Specific methods and investigations are implemented as extension ontologies. Their network graphs are thus found in the “OntologyExtensions” folder. Each extension has its own graph, wherein all the infromation is provided on how the extension models its output data. In the next section of this document, simplified versions of some of these graphs are provided to serve as an introduction on how to navigate these graphs and find the information necessary to e.g. write a SPARQL query for data extraction.

Explantory network graphs can be found in the repository mentioned above for the following extension ontologies:

  • phaleron-si: skeletal inventories according to specifications of the Phaleron Bioarchaeological Project

  • phaleron-patho: skeletal pathologies according to specifications of the Phaleron Bioarchaeological Project

  • phaleron-di: dental inventories according to specifications of the Phaleron Bioarchaeological Project

  • phaleron-dpatho: dental pathologies according to specifications of the Phaleron Bioarchaeological Project

  • phaleron-sexest: sex estimation according to specifications of the Phaleron Bioarchaeological Project

See also the sections IRIs and Prefixes on how to read and adress the IRIs shown in the network graphs.

Understanding and navigating network graphs

The graphics describing the RDFBones standard’s data model can seem overwhelming at first glance. This section introduces you to the elements that are most important when viewing these network graphs.

Measurement data

Measurement data are classes used when recording data on osteological observations in RDFBones, such as the presence of a region of interest or the status of a pathology. They are thus a highly central element in most RDFBones datasets and their according network graphs. Measurement data are conspicuous in that they repeat the same structure even every extension and implementation they are used: each instance of a measurement datum is connected to a value specification instance. Each of these value specification instances then is connected to an element which provides the information on the observation, such as a category label or a numeric value. Often the measurement datum also is about a certain region of interest, though some measurement datum types only have a single instance in a dataset, in which case they do not require a region of interest to be specified within the dataset itself.

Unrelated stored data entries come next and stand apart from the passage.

//! Implementation of the `covlift run` command.

use std::path::{Path, PathBuf};

use anyhow::{bail, Result};
use clap::Args;

use crate::application::RunCoordinator;
use crate::cli::output::{output, CommandOutput};
use crate::domain::models::{Config, CoverageFormat, RunStatus};
use crate::infrastructure::config::ConfigLoader;

#[derive(Args, Debug)]
pub struct RunArgs {
    /// Load configuration from a specific file instead of .covlift/
    #[arg(long)]
    pub config: Option<PathBuf>,

    /// Target coverage percentage
    #[arg(long)]
    pub desired_coverage: Option<f64>,

    /// Maximum iterations of the generate-validate loop
    #[arg(long)]
    pub max_iterations: Option<u32>,

    /// Wall-clock budget for the whole run, in seconds
    #[arg(long)]
    pub max_run_time_sec: Option<u64>,

    /// Test command override
    #[arg(long)]
    pub test_command: Option<String>,

    /// Test file override
    #[arg(long)]
    pub test_file: Option<String>,

    /// Coverage report path(s); repeat for multi-module suites
    #[arg(long = "report-path")]
    pub report_paths: Vec<String>,

    /// Coverage report format: cobertura or lcov
    #[arg(long)]
    pub coverage_format: Option<String>,

    /// Exit nonzero when the target coverage is not reached
    #[arg(long)]
    pub strict_coverage: bool,
}

#[derive(Debug, serde::Serialize)]
pub struct RunOutput {
    pub status: String,
    pub baseline_percentage: f64,
    pub final_percentage: f64,
    pub accepted: u32,
    pub attempts: usize,
    pub iterations: u32,
    pub elapsed_sec: f64,
    pub test_file: String,
    #[serde(skip_serializing_if = "Option::is_none")]
    pub failure_reason: Option<String>,
}

impl CommandOutput for RunOutput {
    fn to_human(&self) -> String {
        let mut lines = vec![
            format!("Run finished: {}", self.status),
            format!(
                "Coverage: {:.2}% -> {:.2}%",
                self.baseline_percentage, self.final_percentage
            ),
            format!(
                "Accepted {} of {} attempted candidate(s) over {} iteration(s) in {:.1}s",
                self.accepted, self.attempts, self.iterations, self.elapsed_sec
            ),
            format!("Test file: {}", self.test_file),
        ];
        if let Some(reason) = &self.failure_reason {
            lines.push(format!("Failure reason: {reason}"));
        }
        lines.join("\n")
    }

    fn to_json(&self) -> serde_json::Value {
        serde_json::to_value(self).unwrap_or_default()
    }
}

/// Merge CLI overrides into the loaded configuration.
fn apply_overrides(config: &mut Config, args: &RunArgs) -> Result<()> {
    if let Some(v) = args.desired_coverage {
        config.goal.desired_coverage = v;
    }
    if let Some(v) = args.max_iterations {
        config.goal.max_iterations = v;
    }
    if let Some(v) = args.max_run_time_sec {
        config.goal.max_run_time_sec = v;
    }
    if let Some(v) = &args.test_command {
        config.project.test_command = v.clone();
    }
    if let Some(v) = &args.test_file {
        config.project.test_file = v.clone();
    }
    if !args.report_paths.is_empty() {
        config.project.report_paths = args.report_paths.clone();
    }
    if let Some(v) = &args.coverage_format {
        config.project.coverage_format = match CoverageFormat::from_str(v) {
            Some(format) => format,
            None => bail!("unknown coverage format '{v}'; expected cobertura or lcov"),
        };
    }
    if args.strict_coverage {
        config.goal.strict_coverage = true;
    }
    Ok(())
}

pub fn load_config(path: Option<&Path>) -> Result<Config> {
    match path {
        Some(path) => ConfigLoader::load_from_file(path),
        None => ConfigLoader::load(),
    }
}

pub async fn execute(args: RunArgs, json_mode: bool) -> Result<()> {
    let mut config = load_config(args.config.as_deref())?;
    apply_overrides(&mut config, &args)?;
    ConfigLoader::validate(&config)?;

    let strict = config.goal.strict_coverage;
    let test_file = config.project.test_file.clone();
    let summary = RunCoordinator::new(config).execute().await?;

    let status = summary.report.state.status;
    let data = RunOutput {
        status: status.as_str().to_string(),
        baseline_percentage: summary.baseline_percentage,
        final_percentage: summary.report.state.baseline_coverage.percentage,
        accepted: summary.report.state.accepted_count,
        attempts: summary.attempts.len(),
        iterations: summary.report.state.iteration,
        elapsed_sec: summary.report.state.elapsed_sec,
        test_file,
        failure_reason: summary.report.failure_reason.clone(),
    };
    output(&data, json_mode);

    match status {
        RunStatus::Failed => std::process::exit(2),
        RunStatus::Partial | RunStatus::Exhausted if strict => std::process::exit(3),
        _ => Ok(()),
    }
}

By combining the type of the measurement datum - denoted via the predicate of ‘rdf:type’ - and its region of interest - denoted via the predicate of ‘is about’ (IRI: http://purl.obolibrary.org/obo/IAO_0000136) - each measurement datum can be identified in a dataset. Once this concept is understood, the apparent complexity of most network graphs is reduced considerably.

Translating network graphs into datasets and vice-versa

This section gives a to-the-point explanation on how to get from the top dataset instance to a given measurement datum in an RDFBones ontology, which is a common requirement for SPARQL queries extracting data for research purposes. The network graphs in this section only contain a fraction of the full information found in the RDFBones standard. For the full graphs, see the above section RDFBones network graphs.

Understanding the legend

First, let us look at the full legend for RDFBones network graphs:

../_images/NetworkGraphLegend-Legend.png

In many cases, only a small part of this legend will be relevant for a SPARQL query. Let us focus on those elements:

../_images/legend_short.png

The legend tells us the following:

  • The ‘is-a’ relation is equivalent to the predicate ‘rdfs:subClassOf’, i.e. it tells us that the class the arrow points from is a child class of the class the arrow points towards. The ‘is-a’-arrow is slightly thicker than the other arrows.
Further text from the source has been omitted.